Obviously will we just use the generally accepted notion of "foreign film" here. (Since yes US films are technically foreign films for our UK posters, etc...)

There clearly will be cross-over since folks could easily talk about Train to Busan or Under the Shadow here or in horror

For a starting point - Academy Awards nominations 2010-2014

2010

In a Better World (Winner)

Biutiful

Incendies

Hors la loi (Outside the Law)

Note: Dogtooth was also nominated but that is considered 2009 by IMDB

2011

A Separation (Winner)

Rundskop (Bullhead)

Hearat Shulayim (Footnote)

In Darkness

Monsieur Lazhar

2012

Amour (Winner)

Kon-Tiki

No

A Royal Affair

Rebelle (War Witch)

2013

La grande bellezza (The Great Beauty) (Winner)
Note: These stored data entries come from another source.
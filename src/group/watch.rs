//! Background watch loop keeping a group's membership current.

use std::sync::Arc;
use std::time::Duration;

use tokio::sync::watch as watch_channel;

use crate::connect::Connector;
use crate::retry::RetryDecision;

use super::ServiceClientGroup;

impl<C: Connector> ServiceClientGroup<C> {
    /// Run until shutdown. Watch-stream failures restart the watch after
    /// `watch_retry_delay`; refresh failures retry per `update_retry`.
    /// Every absorbed error goes to the error handler; none are fatal.
    pub(super) async fn watch_loop(self: Arc<Self>) {
        let mut shutdown = self.shutdown_tx.subscribe();
        loop {
            if *shutdown.borrow_and_update() {
                return;
            }
            let mut watcher = match self.store.watch(&self.config.key).await {
                Ok(watcher) => watcher,
                Err(err) => {
                    let err = anyhow::Error::new(err)
                        .context(format!("watch {:?} fail", self.config.key));
                    self.report(&err);
                    if sleep_or_shutdown(&mut shutdown, self.config.watch_retry_delay).await {
                        return;
                    }
                    continue;
                }
            };
            loop {
                tokio::select! {
                    _ = shutdown.changed() => return,
                    changed = watcher.changed() => match changed {
                        Ok(()) => {
                            if self.update_with_retry(&mut shutdown).await {
                                return;
                            }
                        }
                        Err(err) => {
                            let err = anyhow::Error::new(err)
                                .context(format!("watch {:?} fail", self.config.key));
                            self.report(&err);
                            break;
                        }
                    },
                }
            }
            if sleep_or_shutdown(&mut shutdown, self.config.watch_retry_delay).await {
                return;
            }
        }
    }

    /// Refresh with bounded retries. Returns true if shutdown was
    /// requested mid-retry.
    async fn update_with_retry(&self, shutdown: &mut watch_channel::Receiver<bool>) -> bool {
        let mut attempt = 1u32;
        loop {
            let err = match self.refresh().await {
                Ok(()) => return false,
                Err(err) => err,
            };
            self.report(&err);
            match self.config.update_retry.decide(attempt) {
                RetryDecision::NoRetry => return false,
                RetryDecision::RetryAfter(delay) => {
                    if sleep_or_shutdown(shutdown, delay).await {
                        return true;
                    }
                    attempt += 1;
                }
            }
        }
    }
}

/// Sleep for `delay`, returning early with true if shutdown fires first.
async fn sleep_or_shutdown(shutdown: &mut watch_channel::Receiver<bool>, delay: Duration) -> bool {
    tokio::select! {
        _ = shutdown.changed() => true,
        _ = tokio::time::sleep(delay) => false,
    }
}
The Broken Circle Breakdown

Jagten (The Hunt)

The Missing Picture

Omar

2014

Ida (Winner)

Leviathan

Tangerines

Timbuktu

Relatos salvajes (Wild Tales)

Posted (edited)

On the Korean hotness front, I would imagine that Parasite will be widely available any day now thanks to the worldwide COVID lockdown and add The Wailing to the Best International / Best Horror crossover talk.  Also, I was shocked to see that Snowpiercer came out in 2013.  It seems like forever since we started getting hyped for it.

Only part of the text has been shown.